Part I. The use of small-molecule substrates as probes of the ubiquitination pathway Part II. Intramolecular 1,3-dipolar cycloaddition reaction for peptide 'stapling'

Posttranslational modifications are modifications which occur after a polypeptide or protein has been translated and are used for cell signaling, protein trafficking, localization and degradation among many other pathways. Ubiquitination is one example of a post-translational modification pathway, which is involved protein translocation within the context of the cell, in addition to being involved in protein degradation.
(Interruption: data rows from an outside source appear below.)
//! Resolve an app into a deployment

use designate_core::{
    resolve_environment, resolve_template, Application, Deployment, DeploymentArgs, Registry,
};

use crate::engine::Engine;
use crate::error::Result;

/// Match the app to an environment, then to its template, then render the
/// values. The first failing step aborts.
pub fn designate<'a>(
    engine: &Engine,
    app: &'a Application,
    args: &'a DeploymentArgs,
    registry: &'a Registry,
) -> Result<Deployment<'a>> {
    let environment = resolve_environment(app, &args.environment, registry.environments())?;
    tracing::debug!(app = %app.name, environment = %environment.name, "matched environment");

    let template = resolve_template(app, registry.templates())?;
    tracing::debug!(app = %app.name, template = %template.name, "matched template");

    let values = engine.render(template, app, args, environment)?;
    Ok(Deployment::new(app, args, environment, values))
}

#[cfg(test)]
mod tests {
    use super::*;
    use crate::error::EngineError;
    use designate_core::{CoreError, RawDocument};

    const APP: &str = "kind: app\nname: svc\ntemplate: t1\ntags:\n  team: x\n";
    const ENV: &str = "kind: environment\nname: e1\nenvironment: prod\ntags:\n  team: x\ndomain: example.com\nspinnaker_url: https://sk\n";
    const TEMPLATE: &str = "kind: template\nname: t1\ntemplate: '{{ deployment.version }}-{{ app.name }}'\n";

    fn registry(documents: &[(&str, &str)]) -> Registry {
        Registry::load(
            documents
                .iter()
                .map(|(path, content)| RawDocument::new(*path, *content)),
        )
        .unwrap()
    }

    #[test]
    fn test_designate_resolves_and_renders() {
        let registry = registry(&[("a.yaml", APP), ("e.yaml", ENV), ("t.yaml", TEMPLATE)]);
        let app = registry.find_app("svc").unwrap();
        let args = DeploymentArgs::new("1.2.3", "prod", "deploy", "web");

        let deployment = designate(&Engine::default(), app, &args, &registry).unwrap();

        assert_eq!(deployment.environment.name, "e1");
        assert_eq!(deployment.app.name, "svc");
        assert_eq!(deployment.values, "1.2.3-svc");
    }

    #[test]
    fn test_unknown_environment() {
        let registry = registry(&[("a.yaml", APP), ("e.yaml", ENV), ("t.yaml", TEMPLATE)]);
        let app = registry.find_app("svc").unwrap();
        let args = DeploymentArgs::new("1.2.3", "staging", "deploy", "web");

        let err = designate(&Engine::default(), app, &args, &registry).unwrap_err();
        assert!(matches!(err, EngineError::Core(CoreError::EnvironmentNotFound { .. })));
    }

    #[test]
    fn test_missing_template() {
        let app = "kind: app\nname: svc\ntemplate: missing\ntags:\n  team: x\n";
        let registry = registry(&[("a.yaml", app), ("e.yaml", ENV), ("t.yaml", TEMPLATE)]);
        let app = registry.find_app("svc").unwrap();
        let args = DeploymentArgs::new("1.2.3", "prod", "deploy", "web");

        let err = designate(&Engine::default(), app, &args, &registry).unwrap_err();
        match err {
            EngineError::Core(CoreError::TemplateNotFound { name }) => assert_eq!(name, "missing"),
            other => panic!("Expected template not found, got {:?}", other),
        }
    }

    #[test]
    fn test_environment_checked_before_template() {
        let app = "kind: app\nname: svc\ntemplate: missing\ntags: {}\n";
        let registry = registry(&[("a.yaml", app), ("e.yaml", ENV)]);
        let app = registry.find_app("svc").unwrap();
        let args = DeploymentArgs::new("1.2.3", "prod", "deploy", "web");

        let err = designate(&Engine::default(), app, &args, &registry).unwrap_err();
        assert!(matches!(err, EngineError::Core(CoreError::EnvironmentNotFound { .. })));
    }

    #[test]
    fn test_render_failure() {
        let template = "kind: template\nname: t1\ntemplate: '{{ nope.version }}'\n";
        let registry = registry(&[("a.yaml", APP), ("e.yaml", ENV), ("t.yaml", template)]);
        let app = registry.find_app("svc").unwrap();
        let args = DeploymentArgs::new("1.2.3", "prod", "deploy", "web");

        let err = designate(&Engine::default(), app, &args, &registry).unwrap_err();
        assert!(matches!(err, EngineError::Template(_)));
    }
}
We have demonstrated small-molecule carboxy-terminal derived small-molecule peptide fragments can serve as modest substrates in the ubiquitination cascade, in vitro. We further demonstrated that small-molecule substrates can be optimized to increase catalytic efficiency and desired structural characteristics.Peptide "stapling" involves covalent cross-linking of peptide side chains with an aim to stabilize peptide secondary structures. Herein we have reported the first use of a photoinduced 1,3-dipolar cycloaddition reaction in stapling peptide helices. We found this stapling chemistry resulted in minimal structural perturbation, and in one case reinforcement, of a model 310 helical peptide in trifluoroethanol. Fluorescent microscopy studies indicated that one stapled peptide was able to permeate the HeLa cell membrane. Given the encouraging data in our model system, we are extending our stapling chemistry to prepare biologically active stapled peptides targeting the protein-protein interactions implicated in cancers, such as the p53-Mdm2/Mdmx interactions. The results of 'peptide stapling' in PDI (peptide dual inhibitor) based compounds afforded excellent in vitro ELISA data and modest p53 dependent activation in vivo.